*** Entries shown ***

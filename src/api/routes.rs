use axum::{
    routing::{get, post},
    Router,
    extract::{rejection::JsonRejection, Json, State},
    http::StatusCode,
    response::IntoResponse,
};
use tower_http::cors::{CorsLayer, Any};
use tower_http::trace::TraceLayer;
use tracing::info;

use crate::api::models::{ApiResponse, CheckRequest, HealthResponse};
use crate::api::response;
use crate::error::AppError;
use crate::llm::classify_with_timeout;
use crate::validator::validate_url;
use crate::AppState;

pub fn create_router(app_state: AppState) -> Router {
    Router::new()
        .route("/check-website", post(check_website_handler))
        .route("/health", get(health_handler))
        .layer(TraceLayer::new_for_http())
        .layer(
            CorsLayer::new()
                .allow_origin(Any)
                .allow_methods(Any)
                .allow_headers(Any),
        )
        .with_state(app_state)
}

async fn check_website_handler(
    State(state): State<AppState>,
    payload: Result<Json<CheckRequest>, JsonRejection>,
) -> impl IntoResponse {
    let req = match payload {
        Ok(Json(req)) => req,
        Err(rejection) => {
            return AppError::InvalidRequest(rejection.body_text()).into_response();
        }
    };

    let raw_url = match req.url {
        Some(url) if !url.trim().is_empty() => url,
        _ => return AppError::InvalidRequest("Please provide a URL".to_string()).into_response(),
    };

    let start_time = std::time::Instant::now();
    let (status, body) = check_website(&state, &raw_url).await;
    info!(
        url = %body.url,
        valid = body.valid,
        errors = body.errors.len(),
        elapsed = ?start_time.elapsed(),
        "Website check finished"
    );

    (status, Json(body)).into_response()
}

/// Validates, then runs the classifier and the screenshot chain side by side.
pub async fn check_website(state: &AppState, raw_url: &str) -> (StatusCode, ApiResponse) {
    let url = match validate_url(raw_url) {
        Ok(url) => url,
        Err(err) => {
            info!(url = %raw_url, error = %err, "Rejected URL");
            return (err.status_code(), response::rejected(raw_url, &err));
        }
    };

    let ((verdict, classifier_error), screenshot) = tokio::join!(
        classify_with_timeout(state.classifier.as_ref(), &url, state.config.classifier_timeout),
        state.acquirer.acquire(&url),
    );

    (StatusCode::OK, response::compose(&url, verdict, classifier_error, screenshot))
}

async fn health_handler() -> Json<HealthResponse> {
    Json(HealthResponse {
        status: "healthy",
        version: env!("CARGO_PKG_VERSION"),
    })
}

*** End of Entries shown ***
*** Entries shown ***

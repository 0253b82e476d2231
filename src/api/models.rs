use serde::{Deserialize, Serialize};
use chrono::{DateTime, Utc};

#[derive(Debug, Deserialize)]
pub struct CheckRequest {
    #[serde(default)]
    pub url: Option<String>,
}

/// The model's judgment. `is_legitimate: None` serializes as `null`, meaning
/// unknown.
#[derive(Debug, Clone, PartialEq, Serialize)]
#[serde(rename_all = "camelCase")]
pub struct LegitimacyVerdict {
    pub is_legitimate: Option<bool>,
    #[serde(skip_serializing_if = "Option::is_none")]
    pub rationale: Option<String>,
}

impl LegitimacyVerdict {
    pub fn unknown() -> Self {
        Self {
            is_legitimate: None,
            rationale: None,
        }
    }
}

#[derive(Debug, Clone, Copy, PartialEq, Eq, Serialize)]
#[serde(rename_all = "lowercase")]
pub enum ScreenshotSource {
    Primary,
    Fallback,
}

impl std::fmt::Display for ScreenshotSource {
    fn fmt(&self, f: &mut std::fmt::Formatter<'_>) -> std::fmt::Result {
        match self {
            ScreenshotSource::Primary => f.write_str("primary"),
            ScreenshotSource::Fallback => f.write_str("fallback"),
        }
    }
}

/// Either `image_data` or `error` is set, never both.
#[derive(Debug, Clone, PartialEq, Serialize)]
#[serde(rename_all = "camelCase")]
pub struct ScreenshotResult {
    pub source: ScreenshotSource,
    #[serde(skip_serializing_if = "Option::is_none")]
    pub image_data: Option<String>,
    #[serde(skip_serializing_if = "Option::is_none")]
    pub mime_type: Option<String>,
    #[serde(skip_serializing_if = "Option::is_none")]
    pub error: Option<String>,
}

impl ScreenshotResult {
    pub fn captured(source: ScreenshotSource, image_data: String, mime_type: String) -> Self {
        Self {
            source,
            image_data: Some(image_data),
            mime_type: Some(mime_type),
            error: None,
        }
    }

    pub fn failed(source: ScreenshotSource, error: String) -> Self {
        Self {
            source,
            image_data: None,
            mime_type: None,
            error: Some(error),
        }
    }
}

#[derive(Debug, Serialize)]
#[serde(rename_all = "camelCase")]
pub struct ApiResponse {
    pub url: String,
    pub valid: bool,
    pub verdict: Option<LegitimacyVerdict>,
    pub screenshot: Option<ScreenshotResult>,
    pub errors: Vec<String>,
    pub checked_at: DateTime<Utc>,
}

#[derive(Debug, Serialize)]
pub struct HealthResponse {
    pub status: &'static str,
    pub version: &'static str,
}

*** End of Entries shown ***
*** Entries shown ***

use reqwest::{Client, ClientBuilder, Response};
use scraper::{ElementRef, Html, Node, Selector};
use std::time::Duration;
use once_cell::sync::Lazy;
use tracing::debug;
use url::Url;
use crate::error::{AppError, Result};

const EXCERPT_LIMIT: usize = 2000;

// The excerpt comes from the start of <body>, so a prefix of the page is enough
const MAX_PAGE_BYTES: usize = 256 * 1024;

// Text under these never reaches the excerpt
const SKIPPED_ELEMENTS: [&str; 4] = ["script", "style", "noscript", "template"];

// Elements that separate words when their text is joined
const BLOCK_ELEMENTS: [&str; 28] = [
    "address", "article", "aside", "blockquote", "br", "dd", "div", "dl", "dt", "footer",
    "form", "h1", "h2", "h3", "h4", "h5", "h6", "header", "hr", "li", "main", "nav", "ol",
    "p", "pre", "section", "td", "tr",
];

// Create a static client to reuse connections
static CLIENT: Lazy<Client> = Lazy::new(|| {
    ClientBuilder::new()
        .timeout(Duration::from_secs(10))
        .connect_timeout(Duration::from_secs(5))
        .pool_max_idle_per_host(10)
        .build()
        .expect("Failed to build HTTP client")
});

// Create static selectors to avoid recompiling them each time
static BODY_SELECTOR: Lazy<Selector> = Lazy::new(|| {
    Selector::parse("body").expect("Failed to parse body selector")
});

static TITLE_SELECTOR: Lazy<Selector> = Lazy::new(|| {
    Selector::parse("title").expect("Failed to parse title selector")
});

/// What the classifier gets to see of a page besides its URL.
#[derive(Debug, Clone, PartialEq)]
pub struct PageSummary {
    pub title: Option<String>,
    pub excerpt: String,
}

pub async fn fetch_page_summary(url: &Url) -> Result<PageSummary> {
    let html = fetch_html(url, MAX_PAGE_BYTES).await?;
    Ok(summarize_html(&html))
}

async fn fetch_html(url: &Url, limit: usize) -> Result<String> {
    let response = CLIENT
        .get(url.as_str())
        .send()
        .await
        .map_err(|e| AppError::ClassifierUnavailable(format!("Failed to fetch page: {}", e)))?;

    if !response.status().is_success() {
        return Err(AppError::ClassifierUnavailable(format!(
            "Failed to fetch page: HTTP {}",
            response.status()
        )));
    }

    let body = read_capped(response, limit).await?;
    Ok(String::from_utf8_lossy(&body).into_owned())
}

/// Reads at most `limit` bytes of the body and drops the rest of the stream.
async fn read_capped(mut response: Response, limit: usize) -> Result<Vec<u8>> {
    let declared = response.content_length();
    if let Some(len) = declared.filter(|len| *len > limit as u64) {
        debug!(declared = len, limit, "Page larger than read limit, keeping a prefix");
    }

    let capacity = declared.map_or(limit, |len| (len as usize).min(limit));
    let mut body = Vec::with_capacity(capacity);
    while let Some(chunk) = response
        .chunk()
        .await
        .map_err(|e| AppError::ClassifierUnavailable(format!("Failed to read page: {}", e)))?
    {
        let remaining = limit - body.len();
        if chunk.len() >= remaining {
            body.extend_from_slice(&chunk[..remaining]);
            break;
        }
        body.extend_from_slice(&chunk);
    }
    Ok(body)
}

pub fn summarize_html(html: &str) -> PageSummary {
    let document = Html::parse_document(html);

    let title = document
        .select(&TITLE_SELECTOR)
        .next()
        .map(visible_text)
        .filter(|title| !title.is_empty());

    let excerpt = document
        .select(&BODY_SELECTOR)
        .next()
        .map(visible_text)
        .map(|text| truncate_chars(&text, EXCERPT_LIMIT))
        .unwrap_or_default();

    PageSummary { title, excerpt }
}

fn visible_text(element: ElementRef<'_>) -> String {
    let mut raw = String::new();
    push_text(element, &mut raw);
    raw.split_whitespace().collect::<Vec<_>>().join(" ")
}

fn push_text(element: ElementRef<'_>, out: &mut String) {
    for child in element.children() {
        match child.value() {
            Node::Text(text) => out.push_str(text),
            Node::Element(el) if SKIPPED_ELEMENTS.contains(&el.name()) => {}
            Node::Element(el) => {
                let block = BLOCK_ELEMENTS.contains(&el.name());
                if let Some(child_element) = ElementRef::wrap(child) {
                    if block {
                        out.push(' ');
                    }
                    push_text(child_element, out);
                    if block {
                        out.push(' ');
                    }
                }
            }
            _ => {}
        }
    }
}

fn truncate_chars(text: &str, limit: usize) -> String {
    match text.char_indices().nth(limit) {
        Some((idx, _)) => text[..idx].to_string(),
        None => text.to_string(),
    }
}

*** End of Entries shown ***

» **Task objective**:
Could you find every line in the records above that contains the word "return" and copy it?

» **Output below**:
            return AppError::InvalidRequest(rejection.body_text()).into_response();
        _ => return AppError::InvalidRequest("Please provide a URL".to_string()).into_response(),
            return (err.status_code(), response::rejected(raw_url, &err));
        return Err(AppError::ClassifierUnavailable(format!(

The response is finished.